2.1. – Con il primo motivo la ricorrente domanda invece il riconoscimento del diritto alla percezione dei frutti prodotti dai buoni postali nel periodo il cui era vigente la comunione legale dei coniugi, indipendentemente dalla titolarità della provvista utilizzata per l’acquisto, e quindi dalla proprietà dei buoni comprati, da parte del marito.

In materia occorre preliminarmente segnalare chi, in propria memoria redatta ex art. 378 c.p.c., il controricorrente ha contestato che la riassunta domanda di controparte risulterebbe nuova, essendo stata introdotta per la prima volta nel giudizio di cassazione, e perciò dovrebbe dichiararsi inammissibile. Diversamente, occorre osservare che la stessa Corte d’Appello ha cura di precisare che, sin dal primo grado del giudizio, l’odierna ricorrente aveva proposto, in via riconvenzionale, domanda subordinata di “pagamento della metà dei frutti maturati”.

Tanto premesso, l’art. 177 c.c., comma 1, lett. b), prevede che costituiscono oggetto della comunione legale dei beni dei coniugi, “i frutti dei beni propri di ciascuno dei coniugi, se percepiti e non consumati allo scioglimento della comunione”.

Nel caso di specie i buoni fruttiferi postali per cui è causa sono stati pacificamente acguistai il 26.2.1994, con durata di undici anni. La comunione legale tra i coniugi è cessata, a seguito della intervenuta separazione consensuale, l’11.4.2004, i buoni fruttiferi sono scaduti successivamente, in data 26.2.2005.

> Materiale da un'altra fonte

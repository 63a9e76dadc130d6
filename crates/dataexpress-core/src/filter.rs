//! Output column filters

use std::collections::HashMap;

/// Allow-list key in a filter map
pub const ONLY: &str = "SCOOTER.ONLY";
/// Deny-list key in a filter map
pub const EXCEPT: &str = "SCOOTER.EXCEPT";

/// Column restriction applied while materializing a result
///
/// Names are stored upper-cased and matched against upper-cased column
/// names. An `only` list also fixes the output column order.
#[derive(Debug, Clone, Default, PartialEq, Eq)]
pub struct OutputFilter {
    only: Vec<String>,
    except: Vec<String>,
}

impl OutputFilter {
    pub fn new() -> Self {
        Self::default()
    }

    pub fn only(columns: &str) -> Self {
        Self {
            only: split_names(columns),
            except: Vec::new(),
        }
    }

    pub fn except(columns: &str) -> Self {
        Self {
            only: Vec::new(),
            except: split_names(columns),
        }
    }

    /// Read `only`/`except` entries from a string map. Both the short keys
    /// and the `SCOOTER.` prefixed forms are recognized, case-insensitively.
    pub fn from_map(map: &HashMap<String, String>) -> Self {
        let mut filter = Self::default();
        for (key, value) in map {
            match key.trim().to_ascii_uppercase().as_str() {
                "ONLY" | ONLY => filter.only.extend(split_names(value)),
                "EXCEPT" | EXCEPT => filter.except.extend(split_names(value)),
                other => tracing::trace!(key = other, "ignoring unknown output filter key"),
            }
        }
        filter
    }

    pub fn is_empty(&self) -> bool {
        self.only.is_empty() && self.except.is_empty()
    }

    pub fn only_columns(&self) -> &[String] {
        &self.only
    }

    pub fn except_columns(&self) -> &[String] {
        &self.except
    }

    /// Add a column to the deny-list, as pagination wrappers do for their
    /// synthetic row-number columns.
    pub fn add_except(&mut self, column: &str) {
        let upper = column.trim().to_ascii_uppercase();
        if !upper.is_empty() && !self.except.contains(&upper) {
            self.except.push(upper);
        }
    }

    /// Whether a column with this name survives the filter
    pub fn allows(&self, column: &str) -> bool {
        let upper = column.to_ascii_uppercase();
        if self.except.contains(&upper) {
            return false;
        }
        self.only.is_empty() || self.only.contains(&upper)
    }
}

fn split_names(value: &str) -> Vec<String> {
    value
        .split(',')
        .map(|s| s.trim().to_ascii_uppercase())
        .filter(|s| !s.is_empty())
        .collect()
}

E’ pertanto lo stesso testo della norma di legge richiamata che induce a ritenere infondata la pretesa della ricorrente. Alla data in cui la comunione si è sciolta, infatti, come riconosce la stessa ricorrente nel suo ricorso introduttivo, i frutti dei buoni postali erano “in corso di maturazione”, ma deve escludersi che fossero stati “percepiti”.

Il motivo di ricorso deve pertanto essere rigettato. Le spese di lite seguono la soccombenza e sono liquidate come in dispositivo. Osservato che nel presente grado del giudizio non sono state proposte domande nei confronti di Poste italiane Spa, le spese possono essere dichiarate irripetibili nei suoi confronti.

PQM

La Corte rigetta il ricorso proposto da C.M.L..

Condanna la ricorrente al pagamento delle spese di lite in favore di R.L. e le liquida nella misura di Euro 5.000,00 per compensi, oltre alle spese forfettarie nella misura del 15 per cento, agli esborsi liquidati in Euro 200,00, ed agli accessori di legge.

Dichiara irripetibili le spese di lite nei confronti di Poste italiane Spa.

Dispone, ai sensi del D.Lgs. 30 giugno 2003, n. 196, art. 52, comma 5, che, in caso di riproduzione per la diffusione della presente decisione, le generalità e gli altri dati identificativi delle parti e dei soggetti menzionati siano omessi.

Così deciso in Roma, il 30 novembre 2017.